In order to understand why Rulli is mistaken let us pay attention, again, to early embryos. Rulli maintains that a “clinician first creates an embryo with genetic defects, and then ‘rescues’ it using rCRISPR”. Now, it is true that a genome edited child’s existence might causally depend on the clinical decision to employ a genome editing technique. For example, a couple who knows that they are at high risk of creating a child with a genetic disease go to their healthcare providers seeking to avoid this. The healthcare providers make a plan with them: they will resort to IVF, then they will scan the embryos, and after that they will carry out genome editing in those embryos who have the deleterious genes. Now, any embryo created following this plan most probably would not have existed if the couple had not decided to resort to the genome editing technique. Why? Because the timing of conception, and thus the gamete that fused and created such individuals, would have changed.
However, it is also true that a genome edited child’s existence might not be causally dependant on the clinical decision to employ a genome editing technique. For example, suppose that a couple decide to have a child through IVF because of past fertility problems (without ever considering genome editing). After the embryos have been created the doctor offers the couple to scan the embryos. The doctor comes back and tells them that all three embryos have the gene for Huntington’s disease, but that they can employ a genome editing technique to replace the gene. The couple accepts the offer and the embryos are edited. In this second case the existence of the embryos is not causally related to the decision of carrying out the genome editing, showing that Rulli is mistaken.

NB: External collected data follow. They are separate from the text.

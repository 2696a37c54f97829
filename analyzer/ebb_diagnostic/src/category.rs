use std::fmt;

/// Severity level for analyzer findings.
#[derive(Copy, Clone, Eq, PartialEq, Hash, Debug)]
pub enum Severity {
    Error,
    Warning,
    Note,
}

impl fmt::Display for Severity {
    fn fmt(&self, f: &mut fmt::Formatter<'_>) -> fmt::Result {
        match self {
            Severity::Error => write!(f, "error"),
            Severity::Warning => write!(f, "warning"),
            Severity::Note => write!(f, "note"),
        }
    }
}

/// The defect classes the allocation checker reports.
#[derive(Copy, Clone, Eq, PartialEq, Hash, Debug)]
pub enum BugKind {
    /// A released allocation was released again.
    DoubleFree,
    /// An allocation became unreachable or the path ended while it was
    /// still owned.
    Leak,
    /// A released allocation was dereferenced.
    UseAfterFree,
    /// Something that is not an owned heap allocation was released.
    BadFree,
}

impl fmt::Display for BugKind {
    fn fmt(&self, f: &mut fmt::Formatter<'_>) -> fmt::Result {
        match self {
            BugKind::DoubleFree => write!(f, "double free"),
            BugKind::Leak => write!(f, "memory leak"),
            BugKind::UseAfterFree => write!(f, "use after free"),
            BugKind::BadFree => write!(f, "bad free"),
        }
    }
}

/// A bug category: the once-per-checker identity of a defect class.
///
/// Categories are constructed when a checker is built and reused for every
/// report of that kind; the per-occurrence data lives on
/// [`BugReport`](crate::BugReport). Categories are not shared across checker
/// instances.
#[derive(Clone, Debug, PartialEq, Eq)]
pub struct BugCategory {
    pub kind: BugKind,
    pub severity: Severity,
    /// Short display name, e.g. "Double free".
    pub name: &'static str,
    /// Default description used when a report has no targeted message.
    pub description: &'static str,
}

impl BugCategory {
    /// Create a category with [`Severity::Warning`], the severity of every
    /// best-effort analyzer finding.
    pub fn new(kind: BugKind, name: &'static str, description: &'static str) -> Self {
        BugCategory {
            kind,
            severity: Severity::Warning,
            name,
            description,
        }
    }
}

This being the case we have to conclude that heritable genome editing interventions can indeed cure, treat or prevent diseases in individuals that would otherwise exist.
At this point we can conclude two things. First, diseases in human early embryos (i.e. human beings) can be cured, treated and prevented via genome editing. Second, in vitro genome editing of gametes, and gamete precursor cells, does not cure, treat or prevent disease in existing human beings. It is important to have this in mind when discussing the ethics of heritable human genome editing. Otherwise, we might fail to properly appreciate who could be benefited from such biotechnologies.